REQUIREMENT => Line by line, reproduce exactly the beginning of the listing below, ending with the line that contains "async fn country(&self, _ip: &str)" and adding nothing.

•••

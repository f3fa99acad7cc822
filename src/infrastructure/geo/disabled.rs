//! No-op geo resolver.

use async_trait::async_trait;
use tracing::debug;

use super::{GeoError, GeoResolver};

/// Resolver used when geo lookups are disabled.
///
/// Every address reads as "country unknown", so only wildcard targets
/// remain eligible for country-restricted links.
pub struct DisabledGeoResolver;

impl DisabledGeoResolver {
    pub fn new() -> Self {
        debug!("Using DisabledGeoResolver (geo lookups disabled)");
        Self
    }
}

impl Default for DisabledGeoResolver {
    fn default() -> Self {
        Self::new()
    }
}

#[async_trait]
impl GeoResolver for DisabledGeoResolver {
    async fn country(&self, _ip: &str) -> Result<Option<String>, GeoError> {
        Ok(None)
    }
}
use std::time::Duration;

/// Базовый URL сервера по умолчанию.
pub const DEFAULT_BASE_URL: &str = "http://localhost:8080";

#[derive(Debug, Clone)]
/// Настройки клиента форума.
pub struct ClientConfig {
    /// Базовый URL REST API, например `http://127.0.0.1:8080`.
    pub base_url: String,
    /// Таймаут установки соединения.
    pub connect_timeout: Duration,
    /// Таймаут запроса целиком.
    pub request_timeout: Duration,
    /// Перечитывать список комментариев поста после каждой мутации комментария.
    ///
    /// Ответ мутации и так вливается в хранилище; перечитывание подтягивает
    /// изменения, которые сервер мог сделать попутно (например, порядок).
    pub refetch_comments_after_mutation: bool,
}

impl ClientConfig {
    /// Настройки по умолчанию с заданным URL.
    pub fn new(base_url: impl Into<String>) -> Self {
        Self {
            base_url: base_url.into(),
            ..Self::default()
        }
    }
}

impl Default for ClientConfig {
    fn default() -> Self {
        Self {
            base_url: DEFAULT_BASE_URL.to_string(),
            connect_timeout: Duration::from_secs(5),
            request_timeout: Duration::from_secs(15),
            refetch_comments_after_mutation: false,
        }
    }
}
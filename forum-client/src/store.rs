//! Нормализованный кэш серверных сущностей.
//!
//! `EntityStore` не делает I/O: все таблицы живут в памяти, а изменять их
//! можно только через `upsert`/`remove` и несколько узких операций
//! (маркеры голосов, избранное, агрегаты рейтинга). Чтение идёт через чистые проекции.
//!
//! ## Таблицы
//! - посты, комментарии, категории, пользователи по идентификатору;
//! - `post_comments`: пост → идентификаторы его закэшированных комментариев;
//! - `votes`: маркер голоса на ключ (сущность, пользователь), не больше одного;
//! - `favorites`: пользователь → множество постов.

use std::collections::{BTreeMap, BTreeSet, HashMap, HashSet};

use tracing::debug;

use crate::comment_tree::CommentTree;
use crate::models::{
    Category, Comment, EntityKind, Favorite, Like, Post, RatingSnapshot, User, VoteKey,
    VoteTarget, VoteType,
};

#[derive(Debug, Clone, PartialEq)]
/// Сущность любого типа, которую можно положить в хранилище.
pub enum EntityRecord {
    /// Пост.
    Post(Post),
    /// Комментарий.
    Comment(Comment),
    /// Категория.
    Category(Category),
    /// Пользователь.
    User(User),
    /// Голос.
    Like(Like),
    /// Избранное.
    Favorite(Favorite),
}

impl EntityRecord {
    /// Тип сущности.
    pub fn kind(&self) -> EntityKind {
        match self {
            Self::Post(_) => EntityKind::Post,
            Self::Comment(_) => EntityKind::Comment,
            Self::Category(_) => EntityKind::Category,
            Self::User(_) => EntityKind::User,
            Self::Like(_) => EntityKind::Like,
            Self::Favorite(_) => EntityKind::Favorite,
        }
    }
}

impl From<Post> for EntityRecord {
    fn from(value: Post) -> Self {
        Self::Post(value)
    }
}

impl From<Comment> for EntityRecord {
    fn from(value: Comment) -> Self {
        Self::Comment(value)
    }
}

impl From<Category> for EntityRecord {
    fn from(value: Category) -> Self {
        Self::Category(value)
    }
}

impl From<User> for EntityRecord {
    fn from(value: User) -> Self {
        Self::User(value)
    }
}

impl From<Like> for EntityRecord {
    fn from(value: Like) -> Self {
        Self::Like(value)
    }
}

impl From<Favorite> for EntityRecord {
    fn from(value: Favorite) -> Self {
        Self::Favorite(value)
    }
}

#[derive(Debug, Clone, Copy, PartialEq, Eq, Hash)]
/// Ключ сущности для удаления.
pub enum EntityKey {
    /// Пост по идентификатору.
    Post(i64),
    /// Комментарий по идентификатору.
    Comment(i64),
    /// Категория по идентификатору.
    Category(i64),
    /// Пользователь по идентификатору.
    User(i64),
    /// Голос по ключу маркера.
    Like(VoteKey),
    /// Избранное по паре (пользователь, пост).
    Favorite(Favorite),
}

impl EntityKey {
    /// Тип сущности.
    pub fn kind(&self) -> EntityKind {
        match self {
            Self::Post(_) => EntityKind::Post,
            Self::Comment(_) => EntityKind::Comment,
            Self::Category(_) => EntityKind::Category,
            Self::User(_) => EntityKind::User,
            Self::Like(_) => EntityKind::Like,
            Self::Favorite(_) => EntityKind::Favorite,
        }
    }
}

#[derive(Debug, Default)]
/// In-memory хранилище сущностей форума.
pub struct EntityStore {
    posts: HashMap<i64, Post>,
    post_list: Vec<i64>,
    current_post: Option<i64>,
    comments: HashMap<i64, Comment>,
    post_comments: HashMap<i64, BTreeSet<i64>>,
    comments_loaded: HashSet<i64>,
    categories: BTreeMap<i64, Category>,
    users: HashMap<i64, User>,
    votes: HashMap<VoteKey, VoteType>,
    likes_observed: HashSet<VoteTarget>,
    favorites: HashMap<i64, BTreeSet<i64>>,
    favorites_loaded: HashSet<i64>,
}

•••

ANSWER BOX =>
repository f3fa99acad7cc822
filename src/infrastructure/geo/disabled.rs
//! No-op geo resolver.

use async_trait::async_trait;
use tracing::debug;

use super::{GeoError, GeoResolver};

/// Resolver used when geo lookups are disabled.
///
/// Every address reads as "country unknown", so only wildcard targets
/// remain eligible for country-restricted links.
pub struct DisabledGeoResolver;

impl DisabledGeoResolver {
    pub fn new() -> Self {
        debug!("Using DisabledGeoResolver (geo lookups disabled)");
        Self
    }
}

impl Default for DisabledGeoResolver {
    fn default() -> Self {
        Self::new()
    }
}

#[async_trait]
impl GeoResolver for DisabledGeoResolver {
    async fn country(&self, _ip: &str) -> Result<Option<String>, GeoError> {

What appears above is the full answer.